Here’s my confession: even after two decades of studying mindfulness and meditation, I deeply struggle with the practice of self-love. Sometimes I don’t even know what it means. What it feels like.
Sometimes I struggle with the preliminary foundation of self-compassion, or even the bare bones basics of self-acceptance.
When I go through a hard time, when I mess up, when I’m humanly imperfect, I can turn on myself with an intensity that even my worst enemies wouldn’t be able to muster.
Does it matter that I know — intellectually — that this doesn’t serve me? No. It does not.
The punishment and hate I unleash on myself sometimes knows no bounds.
Welcome to my dark side.
Working With My Inner Perfectionist
I just finished up a three-week training on Navigating Client Resistance, with my coaching mentor Joanna Lindenbaum. It was not my first foray into this field; in fact I’ve done this work many times with Joanna through many of my trainings.
And working with client resistance is one of my specialties.
But working with it in clients and working with it in yourself can be very different.
During the training, I worked with my own resistance at a deeper level.

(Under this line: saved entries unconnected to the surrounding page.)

//! Status snapshots, printed when the supervisor receives `SIGHUP`.

use std::fmt;

use crate::job::{Job, JobId};
use crate::table::JobTable;

/// One job's counters, shown as `<id>:<runs>:<lines forwarded>`.
#[derive(Clone, Copy, Debug, PartialEq, Eq)]
pub struct StatusLine {
    pub id: JobId,
    pub runs: u32,
    pub lines_forwarded: u32,
}

impl From<&Job> for StatusLine {
    fn from(job: &Job) -> Self {
        Self {
            id: job.id(),
            runs: job.runs,
            lines_forwarded: job.lines_forwarded,
        }
    }
}

impl fmt::Display for StatusLine {
    fn fmt(&self, f: &mut fmt::Formatter) -> fmt::Result {
        write!(f, "{}:{}:{}", self.id, self.runs, self.lines_forwarded)
    }
}

/// Every registered job in id order, ended and never-started ones included.
pub fn snapshot(table: &JobTable) -> Vec<StatusLine> {
    table.iter().map(StatusLine::from).collect()
}
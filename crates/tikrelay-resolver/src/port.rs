//! Port trait implementation for `TikwmClient`.
//!
//! Implements the core-owned `MetadataResolverPort`, mapping internal
//! `TikwmError`s to `ResolverError`.

use async_trait::async_trait;
use tikrelay_core::{MetadataResolverPort, ResolutionResult, ResolverError, ResolverResult, SourceUrl};

use crate::client::TikwmClient;
use crate::error::TikwmError;
use crate::http::HttpBackend;

/// Convert internal `TikwmError` to core `ResolverError`.
fn map_error(err: TikwmError) -> ResolverError {
    match err {
        TikwmError::ApiRequestFailed { status, body } => {
            ResolverError::UpstreamStatus { status, body }
        }
        TikwmError::NoResponse { message } => ResolverError::Timeout { message },
        TikwmError::Request { message } => ResolverError::Request { message },
        TikwmError::InvalidUrl(e) => ResolverError::Request {
            message: e.to_string(),
        },
    }
}

#[async_trait]
impl<B: HttpBackend> MetadataResolverPort for TikwmClient<B> {
    async fn resolve(&self, url: &SourceUrl) -> ResolverResult<ResolutionResult> {
        self.resolve_with_retries(url).await.map_err(map_error)
    }
}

In particular, I focused attention on my inner perfectionist. This part of me often keeps me stuck as she unleashes unnecessary and unhelpful criticism, fixates over details that are often not important, and generally exhausts me with her extreme fear of doing anything that might seem like failure.
Even when she allows a blog post or a creative project to escape out into the world, the aftermath is often one of shame to the point that I don’t promote my work.
During the training, I experimented with a new process to dialogue with her. But I couldn’t feel the love. At the conclusion of the process, I hated her more.
The process brought a new light to the way that other parts of me fight with the perfectionist. In particular, my inner rebel wants to let things be messy; the perfectionist says no.
My inner judge is extremely critical of the perfectionist and how she gets in the way. The perfectionist seems immune to the judgment.
In dialogue to discover her purpose, the perfectionist claims to be protecting me from the humiliation of failure. She claims that she will help me produce better work. She claims that she is making things better.
And there is a part of me that yells back:
Can’t you see that you’re ruining my life?
The Consequences of Inner Toxicity
There is a war going on, and it’s killing me.
It’s toxic, exhausting, and counter to all productive intentions.
I’d like to banish her, to push her out. But my informed, aware wisdom knows that this, too, won’t serve. Any parts we push away come back stronger, when we least want them.
Love all your parts, they say.
It’s essential, but it’s not easy.
Why Self-Love is Crucial for Productivity
To some of my corporate, results-oriented clients, the idea of self-love seems silly, irrelevant to any productive aim.
Except it’s not.
The state of being at war — whether external or internal — does not make for clarity of thought or action.
In addition, the hatred and cruelty that is self-directed eventually results in cruelty directed outward.
If you’re holding yourself to unreasonable standards, chances are you hold others to similar levels of unreasonableness.
If you have no tolerance for your own humanity, how can you allow another person’s humanity?
We can love and care for others only to the same degree we can love and care for ourselves.
The war within — whether we acknowledge it or not — will eventually drive people away. Try being successful in business if people don’t want to work with you because you’re too overbearing, too critical, too negative.
Good luck with that.
A New Approach
After listening to a meditation by teacher Jeff Warren on the Calm app, I am trying a new approach:
No dialogue. Just compassion.
Or, at the very least, acceptance.
When dialogue only seems to incite war, a better approach might be to simply witness and hold that part of me in compassion: to accept her presence without letting her run the show.
Equanimity.
Allowing her to be there, but not allowing her to hold me hostage.
She is one part of me; not all of me.
She has her reasons for being; other parts of me disagree with whether they are effective.
I do not love her yet. But when I pause to breathe and allow her to be there, I can find an ounce of compassion for her.
It may not be much, but it’s something.
Love isn’t perfect; not even self-love.
Perhaps embracing that truth is the best place to start.